Cecile talks about her daughter, Marie's, journey from "someone she doesn't recognize" to becoming more aware and more like herself before the injury. While they live in France, they took advantage of intensive aphasia therapy in the U.S.

I’m really pleased. I didn’t know what I was jumping into with this aphasia program. My goal, of course, is for her to speak, but time goes by and we realize that it’s going to be a long process, and at one point maybe it’s not going to evolve at all. I kind of live on a day by day basis. I have a lot of trouble with setting goals. The way she speaks and she retrieves words is fantastic because I can see her being independent.
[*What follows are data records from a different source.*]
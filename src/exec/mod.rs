//! Execution control
//!
//! Forks children parked at a gate and enforces the launch ordering with a
//! type-state chain.

pub mod preexec;
pub mod spawn;
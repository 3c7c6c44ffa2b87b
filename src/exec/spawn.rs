//! Fork a child that waits at a gate before it execs.
//!
//! Everything the child touches is prepared before `fork`: C strings, the
//! argv pointer array, rlimit values and descriptor numbers. Between `fork`
//! and `execv` the child only makes async-signal-safe libc calls, because
//! the parent is multi-threaded.
//!
//! Child protocol:
//! 1. close the parent's pipe ends and every descriptor it does not need
//! 2. block reading one byte from the gate pipe (EOF means abort)
//! 3. start a new session, redirect stdio, reset signal state, chdir,
//!    install rlimits, exec
//! 4. on failure write `[stage, errno as i32 LE]` to the exec-status pipe
//!    and `_exit(127)`
//!
//! The exec-status pipe is close-on-exec, so the parent reads EOF with no
//! payload exactly when exec succeeded.

use crate::config::types::{Result, SandboxError};
use crate::kernel::cgroup::backend::ChildRlimit;
use crate::kernel::fd::{above_stdio, cloexec_pipe};
use nix::unistd::Pid;
use std::ffi::{CString, OsStr};
use std::fs::File;
use std::io::{self, Read, Write};
use std::os::fd::{AsRawFd, OwnedFd, RawFd};
use std::os::unix::ffi::OsStrExt;
use std::path::{Path, PathBuf};

const CHILD_FAILURE_EXIT: libc::c_int = 127;
const STATUS_LEN: usize = 5;

/// Step of child setup that failed
#[derive(Clone, Copy, Debug, PartialEq, Eq)]
pub enum ChildStage {
    Stdio = 1,
    Chdir = 2,
    Rlimit = 3,
    Exec = 4,
    Session = 5,
}

impl ChildStage {
    fn from_byte(byte: u8) -> Option<Self> {
        match byte {
            1 => Some(Self::Stdio),
            2 => Some(Self::Chdir),
            3 => Some(Self::Rlimit),
            4 => Some(Self::Exec),
            5 => Some(Self::Session),
            _ => None,
        }
    }

    fn describe(&self) -> &'static str {
        match self {
            Self::Stdio => "redirecting stdio",
            Self::Chdir => "changing working directory",
            Self::Rlimit => "installing resource limits",
            Self::Exec => "executing program",
            Self::Session => "creating a session",
        }
    }
}

fn c_string(value: &OsStr, what: &str) -> Result<CString> {
    CString::new(value.as_bytes())
        .map_err(|_| SandboxError::Setup(format!("{} contains a NUL byte", what)))
}

/// Resolve a bare program name against `PATH`; paths with a slash are kept.
fn resolve_program(executable: &Path) -> PathBuf {
    if executable.as_os_str().as_bytes().contains(&b'/') {
        return executable.to_path_buf();
    }
    std::env::var_os("PATH")
        .and_then(|paths| {
            std::env::split_paths(&paths)
                .map(|dir| dir.join(executable))
                .find(|candidate| candidate.is_file())
        })
        .unwrap_or_else(|| executable.to_path_buf())
}

/// Everything the child needs, owned by the parent across `fork`.
pub struct SpawnPlan {
    program: CString,
    argv: Vec<CString>,
    workdir: CString,
    rlimits: Vec<ChildRlimit>,
}

impl SpawnPlan {
    pub fn new(
        executable: &Path,
        args: &[String],
        workdir: &Path,
        rlimits: Vec<ChildRlimit>,
    ) -> Result<Self> {
        let program_path = resolve_program(executable);
        let program = c_string(program_path.as_os_str(), "executable path")?;
        let mut argv = Vec::with_capacity(args.len() + 1);
        argv.push(c_string(executable.as_os_str(), "executable path")?);
        for arg in args {
            argv.push(c_string(OsStr::new(arg), "argument")?);
        }
        Ok(Self {
            program,
            argv,
            workdir: c_string(workdir.as_os_str(), "working directory")?,
            rlimits,
        })
    }

    pub fn program(&self) -> &CString {
        &self.program
    }
}

/// Parent ends of the child's standard streams
#[derive(Debug)]
pub struct ChildPipes {
    pub stdin: File,
    pub stdout: File,
    pub stderr: File,
}

/// A forked child parked at its gate
pub struct ForkedChild {
    pub pid: Pid,
    pub gate: OwnedFd,
    pub exec_status: OwnedFd,
    pub pipes: ChildPipes,
}

/// Raw view of the descriptors handed to the child.
struct ChildFds {
    stdin: RawFd,
    stdout: RawFd,
    stderr: RawFd,
    gate: RawFd,
    status: RawFd,
    parent_ends: [RawFd; 5],
}

/// Runs in the forked child. Only async-signal-safe calls are allowed.
unsafe fn child_main(
    fds: &ChildFds,
    program: *const libc::c_char,
    argv: &[*const libc::c_char],
    workdir: *const libc::c_char,
    rlimits: &[ChildRlimit],
) -> ! {
    for fd in fds.parent_ends {
        libc::close(fd);
    }
    close_unneeded(fds);

    let mut byte = 0u8;
    loop {
        let n = libc::read(fds.gate, &mut byte as *mut u8 as *mut libc::c_void, 1);
        if n == 1 {
            break;
        }
        if n < 0 && *libc::__errno_location() == libc::EINTR {
            continue;
        }
        // Parent went away or aborted the launch.
        libc::_exit(CHILD_FAILURE_EXIT);
    }
    libc::close(fds.gate);

    // Own process group, so a forced kill reaches helpers the program forks.
    if libc::setsid() < 0 {
        report_failure(fds.status, ChildStage::Session);
    }
    if libc::dup2(fds.stdin, 0) < 0 || libc::dup2(fds.stdout, 1) < 0 || libc::dup2(fds.stderr, 2) < 0
    {
        report_failure(fds.status, ChildStage::Stdio);
    }

    let mut empty: libc::sigset_t = std::mem::zeroed();
    libc::sigemptyset(&mut empty);
    libc::pthread_sigmask(libc::SIG_SETMASK, &empty, std::ptr::null_mut());
    // The Rust runtime ignores SIGPIPE; the submission gets the default.
    libc::signal(libc::SIGPIPE, libc::SIG_DFL);

    if libc::chdir(workdir) != 0 {
        report_failure(fds.status, ChildStage::Chdir);
    }
    for limit in rlimits {
        let value = libc::rlimit {
            rlim_cur: limit.soft,
            rlim_max: limit.hard,
        };
        if libc::setrlimit(limit.resource, &value) != 0 {
            report_failure(fds.status, ChildStage::Rlimit);
        }
    }

    libc::execv(program, argv.as_ptr());
    report_failure(fds.status, ChildStage::Exec)
}

/// Close every descriptor above stdio except the ones the child still uses.
unsafe fn close_unneeded(fds: &ChildFds) {
    let mut keep = [fds.stdin, fds.stdout, fds.stderr, fds.gate, fds.status];
    keep.sort_unstable();
    let mut next: libc::c_uint = 3;
    for fd in keep {
        let fd = fd as libc::c_uint;
        if fd > next {
            libc::syscall(libc::SYS_close_range, next, fd - 1, 0 as libc::c_uint);
        }
        if fd >= next {
            next = fd + 1;
        }
    }
    // Unsupported kernels leave the rest open; they are close-on-exec anyway.
    libc::syscall(libc::SYS_close_range, next, libc::c_uint::MAX, 0 as libc::c_uint);
}

unsafe fn report_failure(status_fd: RawFd, stage: ChildStage) -> ! {
    let errno = *libc::__errno_location();
    let mut buf = [0u8; STATUS_LEN];
    buf[0] = stage as u8;
    buf[1..].copy_from_slice(&errno.to_le_bytes());
    libc::write(status_fd, buf.as_ptr() as *const libc::c_void, STATUS_LEN);
    libc::_exit(CHILD_FAILURE_EXIT)
}

fn pipe_above_stdio() -> io::Result<(OwnedFd, OwnedFd)> {
    let (read_end, write_end) = cloexec_pipe()?;
    Ok((above_stdio(read_end)?, above_stdio(write_end)?))
}

/// Fork a child that blocks at its gate until [`release_gate`].
pub fn fork_suspended(plan: &SpawnPlan) -> Result<ForkedChild> {
    let setup = |what: &str, e: io::Error| SandboxError::Setup(format!("{}: {}", what, e));
    let (stdin_r, stdin_w) = pipe_above_stdio().map_err(|e| setup("stdin pipe", e))?;
    let (stdout_r, stdout_w) = pipe_above_stdio().map_err(|e| setup("stdout pipe", e))?;
    let (stderr_r, stderr_w) = pipe_above_stdio().map_err(|e| setup("stderr pipe", e))?;
    let (gate_r, gate_w) = pipe_above_stdio().map_err(|e| setup("gate pipe", e))?;
    let (status_r, status_w) = pipe_above_stdio().map_err(|e| setup("exec status pipe", e))?;

    let mut argv: Vec<*const libc::c_char> = plan.argv.iter().map(|a| a.as_ptr()).collect();
    argv.push(std::ptr::null());

    let fds = ChildFds {
        stdin: stdin_r.as_raw_fd(),
        stdout: stdout_w.as_raw_fd(),
        stderr: stderr_w.as_raw_fd(),
        gate: gate_r.as_raw_fd(),
        status: status_w.as_raw_fd(),
        parent_ends: [
            stdin_w.as_raw_fd(),
            stdout_r.as_raw_fd(),
            stderr_r.as_raw_fd(),
            gate_w.as_raw_fd(),
            status_r.as_raw_fd(),
        ],
    };

    // SAFETY: the child branch only calls async-signal-safe functions on
    // data prepared above and never returns.
    let pid = unsafe { libc::fork() };
    if pid < 0 {
        return Err(setup("fork", io::Error::last_os_error()));
    }
    if pid == 0 {
        unsafe {
            child_main(
                &fds,
                plan.program.as_ptr(),
                &argv,
                plan.workdir.as_ptr(),
                &plan.rlimits,
            )
        }
    }

    // Child-side ends close here; only the child holds them now.
    drop((stdin_r, stdout_w, stderr_w, gate_r, status_w));
    log::debug!("Forked suspended child {}", pid);

    Ok(ForkedChild {
        pid: Pid::from_raw(pid),
        gate: gate_w,
        exec_status: status_r,
        pipes: ChildPipes {
            stdin: File::from(stdin_w),
            stdout: File::from(stdout_r),
            stderr: File::from(stderr_r),
        },
    })
}

/// Let the child proceed to exec.
pub fn release_gate(gate: OwnedFd) -> Result<()> {
    let mut gate = File::from(gate);
    gate.write_all(&[1])
        .map_err(|e| SandboxError::Setup(format!("Failed to release child gate: {}", e)))
}

/// Block until the child execs or reports a setup failure.
pub fn read_exec_status(status: OwnedFd) -> Result<()> {
    let mut buf = Vec::with_capacity(STATUS_LEN);
    File::from(status)
        .read_to_end(&mut buf)
        .map_err(|e| SandboxError::Setup(format!("Failed to read exec status: {}", e)))?;
    decode_exec_status(&buf)
}

fn decode_exec_status(buf: &[u8]) -> Result<()> {
    if buf.is_empty() {
        return Ok(());
    }
    if buf.len() != STATUS_LEN {
        return Err(SandboxError::Setup(format!(
            "child sent a malformed exec status ({} bytes)",
            buf.len()
        )));
    }
    let errno = i32::from_le_bytes([buf[1], buf[2], buf[3], buf[4]]);
    let stage = ChildStage::from_byte(buf[0])
        .map(|s| s.describe())
        .unwrap_or("unknown setup step");
    Err(SandboxError::Setup(format!(
        "child failed while {}: {}",
        stage,
        io::Error::from_raw_os_error(errno)
    )))
}

#[cfg(test)]
mod tests {
    use super::*;
    use crate::kernel::process::ChildProcess;

    fn plan(program: &str, args: &[&str], workdir: &str) -> SpawnPlan {
        let args: Vec<String> = args.iter().map(|a| a.to_string()).collect();
        SpawnPlan::new(Path::new(program), &args, Path::new(workdir), Vec::new()).unwrap()
    }

    #[test]
    fn exec_status_decoding() {
        assert!(decode_exec_status(&[]).is_ok());
        let mut buf = vec![ChildStage::Chdir as u8];
        buf.extend_from_slice(&libc::ENOENT.to_le_bytes());
        let err = decode_exec_status(&buf).unwrap_err().to_string();
        assert!(err.contains("changing working directory"), "{}", err);
        assert!(decode_exec_status(&[4, 0]).is_err());
    }

    #[test]
    fn nul_in_argument_is_rejected() {
        let args = vec!["a\0b".to_string()];
        assert!(SpawnPlan::new(Path::new("/bin/true"), &args, Path::new("/"), Vec::new()).is_err());
    }

    #[test]
    fn bare_names_resolve_through_path() {
        let plan = plan("sh", &[], "/");
        assert!(plan.program().to_bytes().starts_with(b"/"));
    }

    #[test]
    fn gated_child_runs_after_release() {
        let forked = fork_suspended(&plan("/bin/sh", &["-c", "echo gated"], "/")).unwrap();
        let child = ChildProcess::new(forked.pid);
        assert!(child.try_wait().unwrap().is_none());
        release_gate(forked.gate).unwrap();
        read_exec_status(forked.exec_status).unwrap();
        drop(forked.pipes.stdin);
        let mut out = String::new();
        let mut stdout = forked.pipes.stdout;
        stdout.read_to_string(&mut out).unwrap();
        assert_eq!(out, "gated\n");
        assert_eq!(child.wait().unwrap().status.returncode(0), 0);
    }

    #[test]
    fn missing_binary_reports_exec_stage() {
        let forked = fork_suspended(&plan("/nonexistent/limitbox-binary", &[], "/")).unwrap();
        let child = ChildProcess::new(forked.pid);
        release_gate(forked.gate).unwrap();
        let err = read_exec_status(forked.exec_status).unwrap_err().to_string();
        assert!(err.contains("executing program"), "{}", err);
        assert_eq!(child.wait().unwrap().status.returncode(0), 127);
    }

    #[test]
    fn closed_gate_aborts_child() {
        let forked = fork_suspended(&plan("/bin/true", &[], "/")).unwrap();
        let child = ChildProcess::new(forked.pid);
        drop(forked.gate);
        assert_eq!(child.wait().unwrap().status.returncode(0), 127);
    }
}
My goal coming here was also to understand what she had. It is really hard to understand what this is all about, aphasia. We spoke with the doctors, and Marie was on a very good slope. That was a time where I had trouble with deciding what she had to do, and with insurance, she is at the end of therapies right now and she is going to have to be released. We went to see the doctor and the doctor said “no way”, we have other things for her. And that is how they came up with the aphasia center. I was very happy with that.

I think the main thing is that she’s back on earth, so those past 2 months have been amazing for her. I think aphasia, word retrieving and thinking, have been helping her to realize in what position she is. For me, that is the most important thing. When you have a person in front of you that you don’t recognize, its very very painful. So, that’s the main thing. Physically, her body is back to almost what it was. Muscle-wise she is stronger, so that is very very nice also. Her pants fit, she has a shape again. When she arrived she was still very very thin, she looked sick and now she looks quite healthy. So these are the two things that her friends are going to see when she goes back, they’re not going to recognize her.

Somebody that has aphasia should come here and practice because this is of course very tiring, but the environment is a good rest for the caregivers. There’s the beach, there’s the weather, and then for the patients the atmosphere is perfect. They have to go back to who they are, and that is the first step. Realize what they have and why they have it. At the hospital, nobody talks about it. We don’t know what they have.

Yeah, she has aphasia, if you’re curious you look on the internet and understand what it is. Here, in intensive programs it’s very important that they themselves realize that it is possible to eventually communicate. Even if they don’t speak, they can at least learn how to communicate. So that’s very important, It’s a must.